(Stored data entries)
#[cfg(test)]
mod tests {
    use super::*;
    use crate::contact::{ContactSnapshot, InMemoryContactDirectory};
    use crate::messaging::RecordingSender;
    use crate::workflow::types::{
        Position, WorkflowDefinition, WorkflowMetadata, WorkflowStatus,
    };

    fn test_node(node_type: NodeType, config: Value) -> Node {
        Node {
            id: "n1".to_string(),
            node_type,
            label: "n1".to_string(),
            config,
            position: Position::default(),
            active: true,
        }
    }

    fn test_context(contact: &ContactSnapshot) -> ExecutionContext {
        let definition = WorkflowDefinition {
            id: "wf1".to_string(),
            name: "welcome".to_string(),
            description: None,
            status: WorkflowStatus::Active,
            user_id: "u1".to_string(),
            nodes: vec![],
            connections: vec![],
            triggers: vec![],
            metadata: WorkflowMetadata {
                complexity: 0.0,
                node_count: 0,
                connection_count: 0,
                last_modified: String::new(),
            },
            created_at: String::new(),
            updated_at: String::new(),
        };
        ExecutionContext::new("exec1", definition, contact, &Value::Null)
    }

    fn contact() -> ContactSnapshot {
        ContactSnapshot {
            id: "c1".to_string(),
            email: Some("ada@example.com".to_string()),
            phone: None,
            properties: json!({"first_name": "Ada", "plan": "pro", "score": "42", "tags": ["vip"]}),
        }
    }

    fn executor(sender: Arc<RecordingSender>, directory: Arc<InMemoryContactDirectory>) -> NodeExecutor {
        NodeExecutor::new(
            Arc::new(RateLimiter::new()),
            sender,
            directory,
            RateLimitConfig::default(),
        )
    }

    #[tokio::test]
    async fn message_send_renders_and_records_tracking_id() {
        let sender = Arc::new(RecordingSender::new());
        let exec = executor(sender.clone(), Arc::new(InMemoryContactDirectory::new()));
        let node = test_node(
            NodeType::MessageSend,
            json!({"subject": "Hi {{contact.first_name}}", "body": "Welcome to {{workflow.name}}!"}),
        );

        let output = exec.execute(&node, &test_context(&contact())).await.unwrap();
        assert!(output["tracking_id"].as_str().unwrap().starts_with("msg-"));

        let sent = sender.sent().await;
        assert_eq!(sent.len(), 1);
        assert_eq!(sent[0].subject.as_deref(), Some("Hi Ada"));
        assert_eq!(sent[0].body, "Welcome to welcome!");
        assert_eq!(sent[0].recipient, "ada@example.com");
    }

    #[tokio::test]
    async fn delay_computes_absolute_fire_time() {
        let exec = executor(
            Arc::new(RecordingSender::new()),
            Arc::new(InMemoryContactDirectory::new()),
        );
        let node = test_node(NodeType::Delay, json!({"amount": 2, "unit": "hours"}));

        let before = Utc::now();
        let output = exec.execute(&node, &test_context(&contact())).await.unwrap();
        assert_eq!(output["delay_secs"], json!(7200));

        let fire_at: chrono::DateTime<Utc> = output["scheduled_for"]
            .as_str()
            .unwrap()
            .parse()
            .unwrap();
        let expected = before + ChronoDuration::hours(2);
        assert!((fire_at - expected).num_seconds().abs() < 5);
    }

    #[tokio::test]
    async fn delay_rejects_missing_amount() {
        let exec = executor(
            Arc::new(RecordingSender::new()),
            Arc::new(InMemoryContactDirectory::new()),
        );
        let node = test_node(NodeType::Delay, json!({"unit": "hours"}));
        assert!(exec.execute(&node, &test_context(&contact())).await.is_err());
    }

    #[tokio::test]
    async fn contact_property_operators() {
        let exec = executor(
            Arc::new(RecordingSender::new()),
            Arc::new(InMemoryContactDirectory::new()),
        );
        let ctx = test_context(&contact());

        let cases = [
            (json!({"condition_type": "contact_property", "property": "plan", "operator": "equals", "value": "pro"}), true),
            (json!({"condition_type": "contact_property", "property": "plan", "operator": "equals", "value": "free"}), false),
            (json!({"condition_type": "contact_property", "property": "score", "operator": "greater_than", "value": 40}), true),
            (json!({"condition_type": "contact_property", "property": "score", "operator": "less_than", "value": 40}), false),
            (json!({"condition_type": "contact_property", "property": "email", "operator": "exists"}), true),
            (json!({"condition_type": "contact_property", "property": "nickname", "operator": "exists"}), false),
            (json!({"condition_type": "contact_property", "property": "tags", "operator": "contains", "value": "vip"}), true),
        ];

        for (config, expected) in cases {
            let node = test_node(NodeType::Condition, config.clone());
            let output = exec.execute(&node, &ctx).await.unwrap();
            assert_eq!(output["condition_met"], json!(expected), "config: {config}");
        }
    }

    #[tokio::test]
    async fn email_engagement_window() {
        let directory = Arc::new(InMemoryContactDirectory::new());
        directory.add_contact(contact()).await;
        directory
            .add_event("c1", "open", Utc::now() - ChronoDuration::days(2))
            .await;
        directory
            .add_event("c1", "click", Utc::now() - ChronoDuration::days(30))
            .await;

        let exec = executor(Arc::new(RecordingSender::new()), directory);
        let ctx = test_context(&contact());

        let recent = test_node(
            NodeType::Condition,
            json!({"condition_type": "email_engagement", "timeframe_days": 7}),
        );
        let output = exec.execute(&recent, &ctx).await.unwrap();
        assert_eq!(output["condition_met"], json!(true));

        let narrow = test_node(
            NodeType::Condition,
            json!({"condition_type": "email_engagement", "timeframe_days": 1}),
        );
        let output = exec.execute(&narrow, &ctx).await.unwrap();
        assert_eq!(output["condition_met"], json!(false));
    }

    #[tokio::test]
    async fn generic_handler_covers_unknown_types() {
        let exec = executor(
            Arc::new(RecordingSender::new()),
            Arc::new(InMemoryContactDirectory::new()),
        );
        let node = test_node(NodeType::Generic, json!({}));
        let output = exec.execute(&node, &test_context(&contact())).await.unwrap();
        assert_eq!(output["completed"], json!(true));
    }
}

What to do =
The answer must consist of every line from the entries above that contains "true".

Final answer =
            active: true,
            (json!({"condition_type": "contact_property", "property": "plan", "operator": "equals", "value": "pro"}), true),
            (json!({"condition_type": "contact_property", "property": "score", "operator": "greater_than", "value": 40}), true),
            (json!({"condition_type": "contact_property", "property": "email", "operator": "exists"}), true),
            (json!({"condition_type": "contact_property", "property": "tags", "operator": "contains", "value": "vip"}), true),
        assert_eq!(output["condition_met"], json!(true));
        assert_eq!(output["completed"], json!(true));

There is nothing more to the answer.